◆ REQUIREMENT ◆
Line count for "AgentClient": state how many lines of the listing below contain it, without anything else.

◆ DATASET ◆
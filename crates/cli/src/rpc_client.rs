// SPDX-License-Identifier: BUSL-1.1
// Copyright (c) 2026 Alfred Jean LLC

//! Thin client for talking directly to a `fleetd` agent (§6.2), used by
//! every `agent` subcommand once [`crate::resolve::resolve_agent_address`]
//! has turned a name into a `host:port`. Mirrors `fleet-registry`'s
//! `RegistryClient`: one short-lived connection per request/response
//! call, plus dedicated helpers for the streaming and bidi RPCs that
//! hold a connection open across many frames.

use fleet_core::wire::agent::{AgentRequest, AgentResponse};
use fleet_core::wire::{self, WireError};
use tokio::net::TcpStream;

#[derive(Debug, Clone)]
pub struct AgentClient {
    address: String,
}

impl AgentClient {
    pub fn new(address: impl Into<String>) -> Self {
        Self {
            address: address.into(),
        }
    }

    /// Issue a single request/response RPC over a fresh connection.
    pub async fn call(&self, request: AgentRequest) -> Result<AgentResponse, WireError> {
        let mut stream = TcpStream::connect(&self.address).await?;
        wire::write_message(&mut stream, &request).await?;
        wire::read_message(&mut stream).await
    }

    /// Open a `RunCommand` stream and invoke `on_frame` for each
    /// `CommandFrame` until the agent marks one `finished`.
    pub async fn run_command(
        &self,
        command: String,
        user: Option<String>,
        mut on_frame: impl FnMut(fleet_core::wire::registry::CommandFrame),
    ) -> Result<(), WireError> {
        let mut stream = TcpStream::connect(&self.address).await?;
        wire::write_message(&mut stream, &AgentRequest::RunCommand { command, user }).await?;
        loop {
            let response: AgentResponse = wire::read_message(&mut stream).await?;
            let AgentResponse::CommandOutput(frame) = response else {
                return Err(WireError::ConnectionClosed);
            };
            let finished = frame.finished;
            on_frame(frame);
            if finished {
                return Ok(());
            }
        }
    }

    /// Open a `StreamLogs` connection and invoke `on_entry` for every
    /// log frame the agent emits. Runs until the connection closes or
    /// `on_entry` returns `false`.
    pub async fn stream_logs(
        &self,
        mut on_entry: impl FnMut(fleet_core::LogEntry) -> bool,
    ) -> Result<(), WireError> {
        let mut stream = TcpStream::connect(&self.address).await?;
        wire::write_message(&mut stream, &AgentRequest::StreamLogs).await?;
        loop {
            let response: AgentResponse = wire::read_message(&mut stream).await?;
            let AgentResponse::LogStream(frame) = response else {
                return Err(WireError::ConnectionClosed);
            };
            if !on_entry(frame.entry) {
                return Ok(());
            }
        }
    }

    /// Open a `StreamMetrics` connection and invoke `on_frame` for every
    /// tick until the connection closes or `on_frame` returns `false`.
    pub async fn stream_metrics(
        &self,
        mut on_frame: impl FnMut(fleet_core::wire::agent::MetricsFrame) -> bool,
    ) -> Result<(), WireError> {
        let mut stream = TcpStream::connect(&self.address).await?;
        wire::write_message(&mut stream, &AgentRequest::StreamMetrics).await?;
        loop {
            let response: AgentResponse = wire::read_message(&mut stream).await?;
            let AgentResponse::MetricsStream(frame) = response else {
                return Err(WireError::ConnectionClosed);
            };
            if !on_frame(frame) {
                return Ok(());
            }
        }
    }

    /// Dial the agent and send `InteractiveShellOpen`, returning the
    /// still-open stream once the agent confirms with `ShellOpened`.
    /// The caller drives the resulting bidi `ShellInput`/`ShellOutput`
    /// exchange directly — raw terminal mode is the CLI's concern, not
    /// this client's.
    pub async fn open_shell(&self, cols: u16, rows: u16) -> Result<TcpStream, WireError> {
        let mut stream = TcpStream::connect(&self.address).await?;
        wire::write_message(&mut stream, &AgentRequest::InteractiveShellOpen { cols, rows }).await?;
        match wire::read_message(&mut stream).await? {
            AgentResponse::ShellOpened => Ok(stream),
            AgentResponse::Error { message } => Err(WireError::Io(std::io::Error::other(message))),
            _ => Err(WireError::ConnectionClosed),
        }
    }
}

#[cfg(test)]
mod tests {
    use super::*;
    use fleet_core::wire::registry::CommandFrame;

    async fn spawn_echo_agent() -> String {
        let listener = tokio::net::TcpListener::bind("127.0.0.1:0").await.unwrap();
        let addr = listener.local_addr().unwrap().to_string();
        tokio::spawn(async move {
            let (mut stream, _) = listener.accept().await.unwrap();
            let request: AgentRequest = wire::read_message(&mut stream).await.unwrap();
            match request {
                AgentRequest::GetResourceUsage => {
                    let usage = fleet_core::wire::agent::ResourceUsage {
                        cpu_percent: 1.0,
                        memory: fleet_core::Memory {
                            total: 0,
                            used: 0,
                            available: 0,
                            free: 0,
                            cached: 0,
                            buffers: 0,
                        },
                        load_average: [0.0, 0.0, 0.0],
                        uptime_seconds: 0,
                    };
                    wire::write_message(&mut stream, &AgentResponse::ResourceUsage(usage))
                        .await
                        .unwrap();
                }
                AgentRequest::RunCommand { .. } => {
                    wire::write_message(
                        &mut stream,
                        &AgentResponse::CommandOutput(CommandFrame {
                            stdout_chunk: "hi\n".into(),
                            stderr_chunk: String::new(),
                            error: None,
                            finished: false,
                            exit_code: None,
                        }),
                    )
                    .await
                    .unwrap();
                    wire::write_message(
                        &mut stream,
                        &AgentResponse::CommandOutput(CommandFrame {
                            stdout_chunk: String::new(),
                            stderr_chunk: String::new(),
                            error: None,
                            finished: true,
                            exit_code: Some(0),
                        }),
                    )
                    .await
                    .unwrap();
                }
                _ => {}
            }
        });
        addr
    }

    #[tokio::test]
    async fn call_round_trips_a_single_request() {
        let addr = spawn_echo_agent().await;
        let client = AgentClient::new(addr);
        let response = client.call(AgentRequest::GetResourceUsage).await.unwrap();
        assert!(matches!(response, AgentResponse::ResourceUsage(_)));
    }

    #[tokio::test]
    async fn run_command_collects_every_frame_until_finished() {
        let addr = spawn_echo_agent().await;
        let client = AgentClient::new(addr);
        let mut frames = Vec::new();
        client
            .run_command("echo hi".into(), None, |frame| frames.push(frame))
            .await
            .unwrap();
        assert_eq!(frames.len(), 2);
        assert!(frames.last().unwrap().finished);
    }
}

◆ SOLUTION FOR THIS EXERCISE ◆
4